Something I sang, that I don’t sing any more

Front facade of Houghton Library

Gilbert Duprez autograph, 1879. 2010TW-396.[Thanks to Andrea Cawelti, Ward Project Music Cataloger, for contributing this post.]

Gilbert Duprez was a superstar in the Bel Canto age of opera. The first tenor to sing a high C in chest voice, his darker, stentorian vocal technique ushered in the sound we now associate with dramatic tenor roles, and set in motion the singing style which made roles like Verdi’s Otello possible. After considerable success singing in Italy and solidifying his new approach to the upper voice, Duprez returned in 1837 to his native France to sing Arnold in Guillaume Tell at the Opéra “…achieving immediate and overwhelming success with Paris audiences. His ‘chest’ C, in spite of the disappointment of Rossini, who compared it to ‘the squawk of a capon with its throat cut’, aroused wild enthusiasm and affected the taste of the public…” (For more information about Mr. Duprez’s career, please consult The New Grove Dictionary of Music and Musicians, where you will find an extensive bibliography.) The role made his career, and he went on to create many tenor roles in Paris and London.

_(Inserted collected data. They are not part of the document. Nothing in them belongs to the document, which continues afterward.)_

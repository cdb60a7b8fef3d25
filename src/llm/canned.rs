//! Deterministic, offline generator for local development and tests.
//!
//! Mirrors the wire contract of the real adapter: every section prompt gets a
//! schema-valid JSON payload, so the whole pipeline exercises the same parse
//! path it uses in production. No network, no randomness.

use async_trait::async_trait;
use once_cell::sync::Lazy;

use crate::fallback;
use crate::llm::traits::{LlmError, TextGenerator};
use crate::prompts::SectionKind;
use crate::report::Report;

// The fallback report is the one place that already knows every section
// shape, so canned payloads are sliced out of one shared instance.
static CANNED_REPORT: Lazy<Report> = Lazy::new(|| {
    fallback::fallback_report("Sample SaaS idea", "A canned response for offline use")
});

pub struct CannedGenerator;

impl CannedGenerator {
    pub fn new() -> Self {
        CannedGenerator
    }
}

impl Default for CannedGenerator {
    fn default() -> Self {
        Self::new()
    }
}

fn canned_payload(kind: SectionKind) -> Result<String, LlmError> {
    let report: &Report = &CANNED_REPORT;
    let to_json = |v: serde_json::Result<String>| {
        v.map_err(|e| LlmError::Unknown(format!("canned payload serialization: {}", e)))
    };
    match kind {
        SectionKind::ValidationScore => to_json(serde_json::to_string(&report.validation_score)),
        SectionKind::ImprovementSuggestions => {
            to_json(serde_json::to_string(&report.improvement_suggestions))
        }
        SectionKind::CoreFeatures => to_json(serde_json::to_string(&report.core_features)),
        SectionKind::TechStack => to_json(serde_json::to_string(&report.tech_stack)),
        SectionKind::Pricing => to_json(serde_json::to_string(&report.pricing)),
        SectionKind::UserFlow => to_json(serde_json::to_string(&report.user_flow)),
        SectionKind::MvpKanban => to_json(serde_json::to_string(&report.mvp_kanban)),
        SectionKind::CompetitiveAnalysis => {
            to_json(serde_json::to_string(&report.competitive_analysis))
        }
        SectionKind::FinancialModeling => {
            to_json(serde_json::to_string(&report.financial_modeling))
        }
        SectionKind::LaunchRoadmap => to_json(serde_json::to_string(&report.launch_roadmap)),
        SectionKind::SimilarIdeas => to_json(serde_json::to_string(&report.similar_ideas)),
    }
}

#[async_trait]
impl TextGenerator for CannedGenerator {
    async fn generate(&self, prompt: &str) -> Result<String, LlmError> {
        match SectionKind::ALL
            .iter()
            .find(|kind| prompt.contains(&format!("\"{}\"", kind.key())))
        {
            Some(kind) => canned_payload(*kind),
            // Health probes and other free-form prompts get a plain ack.
            None => Ok("ok".to_string()),
        }
    }
}
//! Domain-specific error types for idealens

use axum::http::StatusCode;
use axum::response::{IntoResponse, Response};
use serde_json::json;
use thiserror::Error;

/// Main error type for the idealens report service
#[derive(Error, Debug)]
pub enum IdealensError {
    #[error("Configuration error: {message}")]
    Config { message: String },

    #[error("Upstream model overloaded: {message}")]
    Overloaded { message: String },

    #[error("Upstream rate limit hit: {message}")]
    RateLimited { message: String },

    #[error("Upstream authentication failed: {message}")]
    Auth { message: String },

    #[error("Malformed model response: {message}")]
    MalformedResponse { message: String },

    #[error("Insufficient credits for user {user_id}")]
    InsufficientCredits { user_id: String },

    #[error("Payment verification failed: {message}")]
    PaymentVerification { message: String },

    #[error("Timeout error: {operation} timed out after {timeout_ms}ms")]
    Timeout { operation: String, timeout_ms: u64 },

    #[error("Validation error: {message}")]
    Validation { message: String },

    #[error("Database error: {message}")]
    Database { message: String },

    #[error("Internal error: {message}")]
    Internal { message: String },
}

impl From<anyhow::Error> for IdealensError {
    fn from(err: anyhow::Error) -> Self {
        IdealensError::Internal {
            message: err.to_string(),
        }
    }
}

impl From<serde_json::Error> for IdealensError {
    fn from(err: serde_json::Error) -> Self {
        IdealensError::MalformedResponse {
            message: err.to_string(),
        }
    }
}

impl From<sqlx::Error> for IdealensError {
    fn from(err: sqlx::Error) -> Self {
        IdealensError::Database {
            message: err.to_string(),
        }
    }
}

impl From<reqwest::Error> for IdealensError {
    fn from(err: reqwest::Error) -> Self {
        IdealensError::Internal {
            message: format!("HTTP request failed: {}", err),
        }
    }
}

/// Convert IdealensError into an HTTP response with a stable JSON error body
impl IntoResponse for IdealensError {
    fn into_response(self) -> Response {
        let status = match &self {
            IdealensError::Validation { .. } => StatusCode::BAD_REQUEST,
            IdealensError::Auth { .. } | IdealensError::PaymentVerification { .. } => {
                StatusCode::UNAUTHORIZED
            }
            IdealensError::InsufficientCredits { .. } => StatusCode::PAYMENT_REQUIRED,
            IdealensError::RateLimited { .. } => StatusCode::TOO_MANY_REQUESTS,
            IdealensError::Overloaded { .. } => StatusCode::SERVICE_UNAVAILABLE,
            IdealensError::Timeout { .. } => StatusCode::GATEWAY_TIMEOUT,
            IdealensError::Config { .. }
            | IdealensError::MalformedResponse { .. }
            | IdealensError::Database { .. }
            | IdealensError::Internal { .. } => StatusCode::INTERNAL_SERVER_ERROR,
        };

        let body = json!({ "error": self.to_string() });
        (status, axum::Json(body)).into_response()
    }
}

/// Result type alias for idealens operations
pub type Result<T> = std::result::Result<T, IdealensError>;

Eminent musicologist John M. Ward has recently donated an autograph album to Houghton, which was compiled by Félix Le Couppey, pianist and teacher at the Paris Conservatory. Included in this album is an autograph from Duprez in 1879, long after his singing career was over, with a musical incipit from the role which had made his career so many years before: “Here is something I sang, that I don’t sing any more, and that I’ll never sing again!” That famous high C that Rossini so despised, but which drove audiences mad. Lucky for us that Duprez knew a good thing when he sang it.

Gilbert Duprez autograph, 1879. 2010TW-396.